What to do
Every line below that holds the string "crates" should be copied.

Provided information

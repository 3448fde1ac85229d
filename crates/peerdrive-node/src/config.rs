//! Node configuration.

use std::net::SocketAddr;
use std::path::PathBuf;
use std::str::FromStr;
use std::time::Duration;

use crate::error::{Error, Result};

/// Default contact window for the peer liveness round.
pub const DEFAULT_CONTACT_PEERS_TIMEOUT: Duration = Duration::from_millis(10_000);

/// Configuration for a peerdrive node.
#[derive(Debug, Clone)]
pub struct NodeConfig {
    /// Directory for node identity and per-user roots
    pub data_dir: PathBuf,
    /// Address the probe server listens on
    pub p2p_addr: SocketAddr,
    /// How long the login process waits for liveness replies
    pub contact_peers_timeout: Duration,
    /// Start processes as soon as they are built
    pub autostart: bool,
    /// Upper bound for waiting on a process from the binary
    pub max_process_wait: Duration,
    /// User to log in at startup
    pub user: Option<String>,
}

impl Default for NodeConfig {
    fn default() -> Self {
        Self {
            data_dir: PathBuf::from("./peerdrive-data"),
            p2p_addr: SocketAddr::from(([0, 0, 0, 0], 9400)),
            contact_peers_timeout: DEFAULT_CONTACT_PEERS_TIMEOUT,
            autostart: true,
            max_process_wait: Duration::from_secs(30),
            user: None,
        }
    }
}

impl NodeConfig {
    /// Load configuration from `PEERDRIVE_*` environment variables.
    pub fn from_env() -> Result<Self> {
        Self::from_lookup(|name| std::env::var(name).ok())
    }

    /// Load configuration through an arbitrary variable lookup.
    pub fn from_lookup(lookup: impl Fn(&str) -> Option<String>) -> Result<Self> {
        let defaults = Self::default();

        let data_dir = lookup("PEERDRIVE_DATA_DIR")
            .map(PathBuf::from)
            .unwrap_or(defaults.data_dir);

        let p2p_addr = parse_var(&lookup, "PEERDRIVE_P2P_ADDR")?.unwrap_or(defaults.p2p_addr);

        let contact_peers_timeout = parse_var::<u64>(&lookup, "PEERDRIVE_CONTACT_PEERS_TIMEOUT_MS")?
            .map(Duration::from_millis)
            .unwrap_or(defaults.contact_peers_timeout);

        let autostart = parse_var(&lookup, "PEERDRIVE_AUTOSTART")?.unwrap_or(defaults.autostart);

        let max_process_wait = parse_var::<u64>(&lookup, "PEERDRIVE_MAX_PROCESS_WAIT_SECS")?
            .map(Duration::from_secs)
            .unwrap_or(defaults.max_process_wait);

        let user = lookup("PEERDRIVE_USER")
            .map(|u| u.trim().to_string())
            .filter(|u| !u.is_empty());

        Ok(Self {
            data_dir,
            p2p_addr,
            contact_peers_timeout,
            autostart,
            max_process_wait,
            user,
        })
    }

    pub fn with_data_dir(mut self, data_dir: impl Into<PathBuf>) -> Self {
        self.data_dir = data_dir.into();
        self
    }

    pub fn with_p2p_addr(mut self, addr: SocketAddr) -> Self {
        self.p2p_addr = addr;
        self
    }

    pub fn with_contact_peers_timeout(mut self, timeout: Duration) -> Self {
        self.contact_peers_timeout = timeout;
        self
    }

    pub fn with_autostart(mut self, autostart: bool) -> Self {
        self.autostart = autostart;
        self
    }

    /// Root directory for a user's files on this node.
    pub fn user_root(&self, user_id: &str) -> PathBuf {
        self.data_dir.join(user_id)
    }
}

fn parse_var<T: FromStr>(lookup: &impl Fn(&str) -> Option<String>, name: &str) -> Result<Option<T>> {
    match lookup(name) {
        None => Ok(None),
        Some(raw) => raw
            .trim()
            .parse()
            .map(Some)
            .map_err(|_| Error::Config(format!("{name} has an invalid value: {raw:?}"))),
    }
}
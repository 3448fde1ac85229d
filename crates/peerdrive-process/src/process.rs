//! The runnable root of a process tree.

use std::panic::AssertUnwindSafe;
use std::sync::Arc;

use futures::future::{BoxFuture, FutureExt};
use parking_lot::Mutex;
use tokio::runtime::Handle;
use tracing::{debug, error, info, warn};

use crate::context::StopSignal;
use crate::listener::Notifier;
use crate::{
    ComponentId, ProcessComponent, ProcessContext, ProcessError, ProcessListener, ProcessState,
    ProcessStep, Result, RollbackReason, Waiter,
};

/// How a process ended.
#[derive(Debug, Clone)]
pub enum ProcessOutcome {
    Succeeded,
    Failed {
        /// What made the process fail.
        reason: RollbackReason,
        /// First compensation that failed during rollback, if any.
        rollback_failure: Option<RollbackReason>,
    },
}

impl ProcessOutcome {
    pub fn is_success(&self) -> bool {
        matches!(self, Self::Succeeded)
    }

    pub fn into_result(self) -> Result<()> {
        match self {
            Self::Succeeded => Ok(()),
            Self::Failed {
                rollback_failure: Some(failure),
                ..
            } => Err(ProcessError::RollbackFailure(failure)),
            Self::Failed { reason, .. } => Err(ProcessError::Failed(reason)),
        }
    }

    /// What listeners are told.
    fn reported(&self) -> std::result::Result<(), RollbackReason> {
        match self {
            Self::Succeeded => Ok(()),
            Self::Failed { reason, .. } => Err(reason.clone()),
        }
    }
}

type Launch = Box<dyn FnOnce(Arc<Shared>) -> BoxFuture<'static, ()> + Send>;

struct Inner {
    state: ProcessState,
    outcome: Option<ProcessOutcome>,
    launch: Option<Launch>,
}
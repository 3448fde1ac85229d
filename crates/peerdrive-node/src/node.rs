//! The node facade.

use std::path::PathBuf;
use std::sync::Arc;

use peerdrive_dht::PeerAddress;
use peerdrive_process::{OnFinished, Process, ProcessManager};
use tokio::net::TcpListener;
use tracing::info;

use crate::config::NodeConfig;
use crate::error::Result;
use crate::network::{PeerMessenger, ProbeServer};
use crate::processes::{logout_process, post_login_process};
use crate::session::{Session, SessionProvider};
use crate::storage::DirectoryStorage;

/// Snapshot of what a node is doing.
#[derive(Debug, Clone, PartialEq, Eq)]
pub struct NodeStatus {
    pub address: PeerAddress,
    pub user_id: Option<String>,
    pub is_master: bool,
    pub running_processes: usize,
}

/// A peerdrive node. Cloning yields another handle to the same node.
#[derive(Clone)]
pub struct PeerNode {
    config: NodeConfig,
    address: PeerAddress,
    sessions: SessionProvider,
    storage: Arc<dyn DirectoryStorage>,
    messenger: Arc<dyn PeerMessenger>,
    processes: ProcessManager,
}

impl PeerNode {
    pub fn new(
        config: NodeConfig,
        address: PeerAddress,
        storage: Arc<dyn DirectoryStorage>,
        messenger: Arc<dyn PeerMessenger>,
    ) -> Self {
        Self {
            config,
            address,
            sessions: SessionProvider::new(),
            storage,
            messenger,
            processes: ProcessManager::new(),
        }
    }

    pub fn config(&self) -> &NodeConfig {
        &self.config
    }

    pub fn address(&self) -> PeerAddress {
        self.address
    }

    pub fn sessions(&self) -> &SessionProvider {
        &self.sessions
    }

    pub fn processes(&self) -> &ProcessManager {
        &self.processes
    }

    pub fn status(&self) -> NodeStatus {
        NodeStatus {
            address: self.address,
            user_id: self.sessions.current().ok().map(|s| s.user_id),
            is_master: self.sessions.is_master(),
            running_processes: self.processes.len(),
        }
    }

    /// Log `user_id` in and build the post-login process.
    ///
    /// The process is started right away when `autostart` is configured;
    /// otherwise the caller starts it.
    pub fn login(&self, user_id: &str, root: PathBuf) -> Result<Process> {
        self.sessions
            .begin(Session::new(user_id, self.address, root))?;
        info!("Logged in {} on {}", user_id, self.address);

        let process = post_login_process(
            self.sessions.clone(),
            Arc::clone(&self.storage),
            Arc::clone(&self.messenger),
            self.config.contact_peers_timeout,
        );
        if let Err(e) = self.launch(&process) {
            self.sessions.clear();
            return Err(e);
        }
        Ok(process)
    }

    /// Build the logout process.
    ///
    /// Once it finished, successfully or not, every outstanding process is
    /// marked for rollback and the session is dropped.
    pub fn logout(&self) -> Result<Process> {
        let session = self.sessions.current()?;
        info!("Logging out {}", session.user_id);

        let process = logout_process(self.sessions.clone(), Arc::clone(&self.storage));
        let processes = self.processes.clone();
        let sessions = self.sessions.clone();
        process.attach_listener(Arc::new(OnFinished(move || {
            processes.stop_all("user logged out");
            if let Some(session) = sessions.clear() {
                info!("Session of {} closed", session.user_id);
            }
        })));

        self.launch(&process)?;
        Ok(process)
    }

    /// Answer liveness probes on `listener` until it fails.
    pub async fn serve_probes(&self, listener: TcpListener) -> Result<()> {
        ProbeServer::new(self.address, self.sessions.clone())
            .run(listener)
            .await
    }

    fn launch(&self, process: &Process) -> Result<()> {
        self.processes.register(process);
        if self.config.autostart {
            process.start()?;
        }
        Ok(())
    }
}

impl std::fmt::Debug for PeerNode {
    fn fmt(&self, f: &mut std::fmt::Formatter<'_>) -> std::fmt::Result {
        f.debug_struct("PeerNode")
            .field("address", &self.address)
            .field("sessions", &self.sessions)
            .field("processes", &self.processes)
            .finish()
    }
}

Solution below
filename crates/peerdrive-node/src/config.rs
filename crates/peerdrive-process/src/process.rs
filename crates/peerdrive-node/src/node.rs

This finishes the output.